Thursday, October 27, 2011: 7:05 PM
Room A2 (San Jose Convention Center)
The ability of mass-spectrometry to identify and quantify peptides based on their mass to charge ratios is transforming protein measurements in light of whole genome sequencing and improved protein database search algorithms. We used quantitative mass spectrometry to investigate, on a whole proteome scale, the dynamic changes in protein abundance in response to oxidative cell stress by treating cells with hydrogen peroxide (H2O2). We globally examined how these changes are dependent on upstream activation of signaling pathways by protein phosphorylation.
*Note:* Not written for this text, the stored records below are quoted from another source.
//! Built-in functions available to every [`Env`](crate::Env).

use crate::error::Result;
use crate::value::Value;

/// `mapTo(current, k1, v1, k2, v2, ...)`
///
/// Returns the value paired with the first key equal to `current`, or
/// `current` itself when nothing matches. A call without pairs, or with a
/// dangling key, returns `current` unchanged.
pub fn map_to(args: &[Value]) -> Result<Value> {
    let Some((current, pairs)) = args.split_first() else {
        return Ok(Value::Null);
    };
    if pairs.is_empty() || pairs.len() % 2 != 0 {
        return Ok(current.clone());
    }
    let mapped = pairs
        .chunks_exact(2)
        .find(|pair| pair[0].loose_eq(current))
        .map(|pair| pair[1].clone());
    Ok(mapped.unwrap_or_else(|| current.clone()))
}

/// `len(x)` for strings, bytes, lists and maps.
pub(crate) fn len(args: &[Value]) -> Result<Value> {
    use crate::error::ExprError;
    let [value] = args else {
        return Err(ExprError::Type(format!(
            "len expects 1 argument, got {}",
            args.len()
        )));
    };
    let n = match value {
        Value::Str(s) => s.chars().count(),
        Value::Bytes(b) => b.len(),
        Value::List(items) => items.len(),
        Value::Map(map) => map.len(),
        Value::Null => 0,
        other => {
            return Err(ExprError::Type(format!(
                "len is not defined for {}",
                other.type_name()
            )))
        }
    };
    Ok(Value::Int(n as i64))
}
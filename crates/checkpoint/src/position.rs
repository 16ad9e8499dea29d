//! MySQL binlog position.

use serde::{Deserialize, Serialize};
use std::cmp::Ordering;
use std::fmt;

/// A position within the MySQL binlog: log file name plus byte offset.
///
/// Positions are totally ordered by file, then offset. Files compare by
/// base name, then by the numeric sequence after the last `.`, so
/// `mysql-bin.1000000` follows `mysql-bin.999999`. Names without a
/// numeric suffix compare as plain strings.
#[derive(Debug, Clone, PartialEq, Eq, Hash, Serialize, Deserialize, Default)]
pub struct BinlogPosition {
    #[serde(rename = "Name", alias = "name")]
    pub name: String,
    #[serde(rename = "Pos", alias = "pos")]
    pub pos: u32,
}

impl BinlogPosition {
    pub fn new(name: impl Into<String>, pos: u32) -> Self {
        Self {
            name: name.into(),
            pos,
        }
    }

    /// An offset of zero never corresponds to an applied event.
    pub fn is_unset(&self) -> bool {
        self.pos == 0
    }

    fn file_key(&self) -> (&str, Option<u64>, &str) {
        match self.name.rsplit_once('.') {
            Some((base, suffix)) => match suffix.parse::<u64>() {
                Ok(sequence) => (base, Some(sequence), &self.name),
                Err(_) => (&self.name, None, &self.name),
            },
            None => (&self.name, None, &self.name),
        }
    }
}

impl Ord for BinlogPosition {
    fn cmp(&self, other: &Self) -> Ordering {
        self.file_key()
            .cmp(&other.file_key())
            .then_with(|| self.pos.cmp(&other.pos))
    }
}

impl PartialOrd for BinlogPosition {
    fn partial_cmp(&self, other: &Self) -> Option<Ordering> {
        Some(self.cmp(other))
    }
}

impl fmt::Display for BinlogPosition {
    fn fmt(&self, f: &mut fmt::Formatter<'_>) -> fmt::Result {
        write!(f, "({}, {})", self.name, self.pos)
    }
}
//! Checkpoint management for binlog-sync
//!
//! Provides the position type used to resume a change stream, plus the
//! bookkeeping that decides when a position is worth persisting.
//!
//! # Architecture
//!
//! - [`BinlogPosition`] - MySQL binlog file name + offset
//! - [`CheckpointTracker`] - throttling and monotonicity guard for saves
//! - [`CheckpointStore`] - storage backend seam (implemented by the meta store)

mod position;
mod store;
mod tracker;


pub use position::BinlogPosition;
pub use store::CheckpointStore;
pub use tracker::{CheckpointTracker, SaveDecision};
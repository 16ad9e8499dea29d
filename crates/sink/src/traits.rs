//! Sinker and Consumer trait definitions.

use std::sync::Arc;

use anyhow::Result;
use event_filter::FilterChain;
use sync_core::ChangeEvent;

/// Writes the changes of a single mapped table into a destination.
///
/// Implementations serialize their own writes so events reach the
/// destination in the order they were accepted.
#[async_trait::async_trait]
pub trait Consumer: Send + Sync {
    /// Human readable identity used in logs.
    fn name(&self) -> &str;

    /// Whether this consumer handles the event's table.
    fn handles(&self, event: &ChangeEvent) -> bool;

    /// Apply one change event.
    async fn accept(&self, event: &ChangeEvent) -> Result<()>;
}

/// One destination with its filters, consumers and failure policy.
///
/// The enabled flag starts out true and transitions to false at most once.
pub trait Sinker: Send + Sync {
    fn name(&self) -> &str;

    fn enabled(&self) -> bool;

    /// Permanently stop delivering events to this destination.
    fn disable(&self);

    /// Keep going after a consumer error instead of disabling the sink.
    fn error_continue(&self) -> bool;

    fn filters(&self) -> &FilterChain;

    fn consumers(&self) -> &[Arc<dyn Consumer>];

    fn filtered(&self, event: &ChangeEvent) -> bool {
        self.filters().filtered(event)
    }
}
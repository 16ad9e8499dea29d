//! Service configuration.
//!
//! Loaded from a YAML file (default `conf.yaml`):
//!
//! ```yaml
//! server:
//!   port: 8080
//! meta:
//!   kind: mysql
//!   host: 127.0.0.1
//!   port: 3306
//!   username: root
//!   password: secret
//!   database: binlog_sync
//! checkpoint:
//!   tick: 1s
//!   interval: 5s
//! sink:
//!   max_connections: 5
//!   write_timeout: 30s
//! ```

pub mod duration;

pub use duration::parse_duration;

use std::path::Path;
use std::time::Duration;

use anyhow::Context;
use meta_store::NewTask;
use mysql_sink::PoolSettings;
use serde::Deserialize;
use sync_core::DataSource;

#[derive(Debug, Clone, Default, Deserialize)]
pub struct Config {
    #[serde(default)]
    pub server: ServerConfig,
    #[serde(default)]
    pub meta: MetaConfig,
    #[serde(default)]
    pub checkpoint: CheckpointConfig,
    #[serde(default)]
    pub sink: SinkConfig,
}

impl Config {
    pub fn from_file(path: &Path) -> anyhow::Result<Self> {
        let text = std::fs::read_to_string(path)
            .with_context(|| format!("Failed to read config file {}", path.display()))?;
        Self::from_yaml(&text).with_context(|| format!("Invalid config file {}", path.display()))
    }

    pub fn from_yaml(text: &str) -> anyhow::Result<Self> {
        let config: Config = serde_yaml::from_str(text).context("Failed to parse YAML")?;
        config.validate()?;
        Ok(config)
    }

    fn validate(&self) -> anyhow::Result<()> {
        if self.checkpoint.tick.is_zero() {
            anyhow::bail!("checkpoint.tick must be greater than zero");
        }
        if self.checkpoint.interval < self.checkpoint.tick {
            anyhow::bail!("checkpoint.interval must not be shorter than checkpoint.tick");
        }
        if self.sink.max_connections == 0 {
            anyhow::bail!("sink.max_connections must be at least 1");
        }
        Ok(())
    }
}

#[derive(Debug, Clone, Deserialize)]
pub struct ServerConfig {
    #[serde(default = "default_host")]
    pub host: String,
    #[serde(default = "default_port")]
    pub port: u16,
}

fn default_host() -> String {
    "0.0.0.0".to_string()
}

fn default_port() -> u16 {
    8080
}

impl Default for ServerConfig {
    fn default() -> Self {
        Self {
            host: default_host(),
            port: default_port(),
        }
    }
}

impl ServerConfig {
    pub fn bind_address(&self) -> String {
        format!("{}:{}", self.host, self.port)
    }
}

/// Where task metadata lives.
#[derive(Debug, Clone, Deserialize)]
#[serde(tag = "kind", rename_all = "lowercase")]
pub enum MetaConfig {
    Mysql(DataSource),
    /// Lost on restart; seeded from `tasks`.
    Memory {
        #[serde(default)]
        tasks: Vec<NewTask>,
    },
}

impl Default for MetaConfig {
    fn default() -> Self {
        MetaConfig::Memory { tasks: Vec::new() }
    }
}

#[derive(Debug, Clone, Deserialize)]
pub struct CheckpointConfig {
    /// How often the checkpoint loop wakes up
    #[serde(default = "default_tick", deserialize_with = "duration::deserialize")]
    pub tick: Duration,
    /// Minimum time between two persisted positions
    #[serde(default = "default_interval", deserialize_with = "duration::deserialize")]
    pub interval: Duration,
}

fn default_tick() -> Duration {
    Duration::from_secs(1)
}

fn default_interval() -> Duration {
    Duration::from_secs(5)
}

impl Default for CheckpointConfig {
    fn default() -> Self {
        Self {
            tick: default_tick(),
            interval: default_interval(),
        }
    }
}

#[derive(Debug, Clone, Deserialize)]
pub struct SinkConfig {
    #[serde(default = "default_max_connections")]
    pub max_connections: usize,
    #[serde(default, deserialize_with = "duration::deserialize_option")]
    pub write_timeout: Option<Duration>,
}

fn default_max_connections() -> usize {
    5
}

impl Default for SinkConfig {
    fn default() -> Self {
        Self {
            max_connections: default_max_connections(),
            write_timeout: None,
        }
    }
}

impl SinkConfig {
    pub fn pool_settings(&self) -> PoolSettings {
        PoolSettings {
            max_connections: self.max_connections,
            write_timeout: self.write_timeout,
        }
    }
}

#[cfg(test)]
mod tests {
    use super::*;

    #[test]
    fn test_defaults() {
        let config = Config::from_yaml("{}").unwrap();
        assert_eq!(config.server.port, 8080);
        assert_eq!(config.checkpoint.tick, Duration::from_secs(1));
        assert_eq!(config.checkpoint.interval, Duration::from_secs(5));
        assert_eq!(config.sink.max_connections, 5);
        assert!(config.sink.write_timeout.is_none());
        assert!(matches!(config.meta, MetaConfig::Memory { ref tasks } if tasks.is_empty()));
    }

    #[test]
    fn test_mysql_meta_and_durations() {
        let config = Config::from_yaml(
            r#"
server:
  port: 9090
meta:
  kind: mysql
  host: db.internal
  username: sync
  password: pw
  database: meta
checkpoint:
  tick: 500ms
  interval: 10
sink:
  max_connections: 2
  write_timeout: 1m
"#,
        )
        .unwrap();
        assert_eq!(config.server.bind_address(), "0.0.0.0:9090");
        let MetaConfig::Mysql(ds) = &config.meta else {
            panic!("expected mysql meta config");
        };
        assert_eq!(ds.port, 3306);
        assert_eq!(ds.database.as_deref(), Some("meta"));
        assert_eq!(config.checkpoint.tick, Duration::from_millis(500));
        assert_eq!(config.checkpoint.interval, Duration::from_secs(10));
        assert_eq!(
            config.sink.pool_settings(),
            PoolSettings {
                max_connections: 2,
                write_timeout: Some(Duration::from_secs(60)),
            }
        );
    }

    #[test]
    fn test_invalid_values_rejected() {
        assert!(Config::from_yaml("checkpoint:\n  tick: 0s\n").is_err());
        assert!(Config::from_yaml("checkpoint:\n  tick: 10s\n  interval: 5s\n").is_err());
        assert!(Config::from_yaml("sink:\n  max_connections: 0\n").is_err());
        assert!(Config::from_yaml("checkpoint:\n  tick: soon\n").is_err());
    }
}
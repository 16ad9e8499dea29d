//! Sandboxed expression language for binlog-sync.
//!
//! Expressions are used in two places:
//!
//! - data filters, evaluated against `schema.table.column` values of a row
//! - column transforms, evaluated with `current`, `last` and `mapTo(...)`
//!
//! Built-in functions are `mapTo` and `len`.
//!
//! The language is side-effect free: there are no assignments, loops or
//! host calls other than the functions registered in the [`Env`].
//!
//! ```text
//! literal     := int | float | 'str' | "str" | true | false | nil | [a, b, ...]
//! primary     := literal | ident | ident '(' args ')' | '(' expr ')'
//! postfix     := primary ( '.' ident | '[' expr ']' )*
//! unary       := ('!' | 'not' | '-') unary | postfix
//! binary      := * / %  >  + -  >  < <= > >= in  >  == !=  >  && and  >  || or
//! expr        := binary ( '?' expr ':' expr )?
//! ```
//!
//! # Example
//!
//! ```rust
//! use row_expr::{Env, Program, Value};
//!
//! let env = Env::with_builtins().with_var("current", Value::Str("A".into()));
//! let program = Program::compile(r#"mapTo(current, "A", "X", "B", "Y")"#).unwrap();
//! assert_eq!(program.run(&env).unwrap(), Value::Str("X".into()));
//! ```

mod builtins;
mod convert;
mod error;
mod eval;
mod lexer;
mod parser;
mod value;

pub use builtins::map_to;
pub use convert::{from_row_value, to_row_value};
pub use error::{ExprError, Result};
pub use eval::{nest, Env, Function, Program};
pub use parser::{BinaryOp, Expr, UnaryOp};
pub use value::Value;
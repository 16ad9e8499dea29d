//! Event fan-out to consumers.

use std::sync::Arc;

use anyhow::{anyhow, Result};
use futures::future::join_all;
use sync_core::ChangeEvent;
use tracing::{debug, error, warn};

use crate::{Consumer, Sinker};

/// Outcome of delivering one event to one sink.
#[derive(Debug, Clone, Copy, PartialEq, Eq)]
pub enum Delivery {
    /// The sink was already disabled.
    Disabled,
    /// The filter chain dropped the event.
    Filtered,
    /// Every matching consumer applied the event.
    Applied { consumers: usize },
    /// A consumer failed and the sink stayed enabled.
    FailedContinuing,
    /// A consumer failed and the sink disabled itself.
    FailedDisabled,
}

/// Deliver `event` to `sink`.
///
/// Matching consumers run concurrently and are all awaited before this
/// returns, so the next event never overtakes this one.
pub async fn deliver(sink: &dyn Sinker, event: &ChangeEvent) -> Delivery {
    if !sink.enabled() {
        return Delivery::Disabled;
    }
    if sink.filtered(event) {
        debug!(
            sink = sink.name(),
            schema = %event.schema,
            table = %event.table,
            action = %event.action,
            "Event filtered"
        );
        return Delivery::Filtered;
    }

    match dispatch_consumers(sink.consumers(), event).await {
        Ok(consumers) => Delivery::Applied { consumers },
        Err(e) if sink.error_continue() => {
            warn!(sink = sink.name(), table = %event.table, "Consumer error, continuing: {e:#}");
            Delivery::FailedContinuing
        }
        Err(e) => {
            sink.disable();
            error!(sink = sink.name(), table = %event.table, "Consumer error, sink disabled: {e:#}");
            Delivery::FailedDisabled
        }
    }
}

/// Run every consumer that handles `event` and return how many did.
pub async fn dispatch_consumers(
    consumers: &[Arc<dyn Consumer>],
    event: &ChangeEvent,
) -> Result<usize> {
    let matching: Vec<&Arc<dyn Consumer>> =
        consumers.iter().filter(|c| c.handles(event)).collect();
    let results = join_all(matching.iter().map(|c| c.accept(event))).await;

    let mut failures = Vec::new();
    for (consumer, result) in matching.iter().zip(results) {
        if let Err(e) = result {
            failures.push(format!("{}: {e:#}", consumer.name()));
        }
    }
    if failures.is_empty() {
        Ok(matching.len())
    } else {
        Err(anyhow!(
            "{} of {} consumers failed: {}",
            failures.len(),
            matching.len(),
            failures.join("; ")
        ))
    }
}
We used stable isotopes to differentially label proteins in two cell populations, one of which was treated with H2O2. Cells were harvested, lysed and protein extracted and digested with endoproteinase LysC. Peptide fractionation and phosphopeptide enrichment enabled the acquisition of low-abundance proteins and phosphorylation events. We correlated protein changes with those observed at the mRNA level. Preliminary results show potential discrepancies between mRNA abundance and protein content. The yeast Saccharomyces cerevisiae is capable of withstanding rapid environmental changes though natural acclimation process known as the environmental stress response (ESR). This involves a complex transformation of the mRNA expression profile that may not directly correlate to protein level.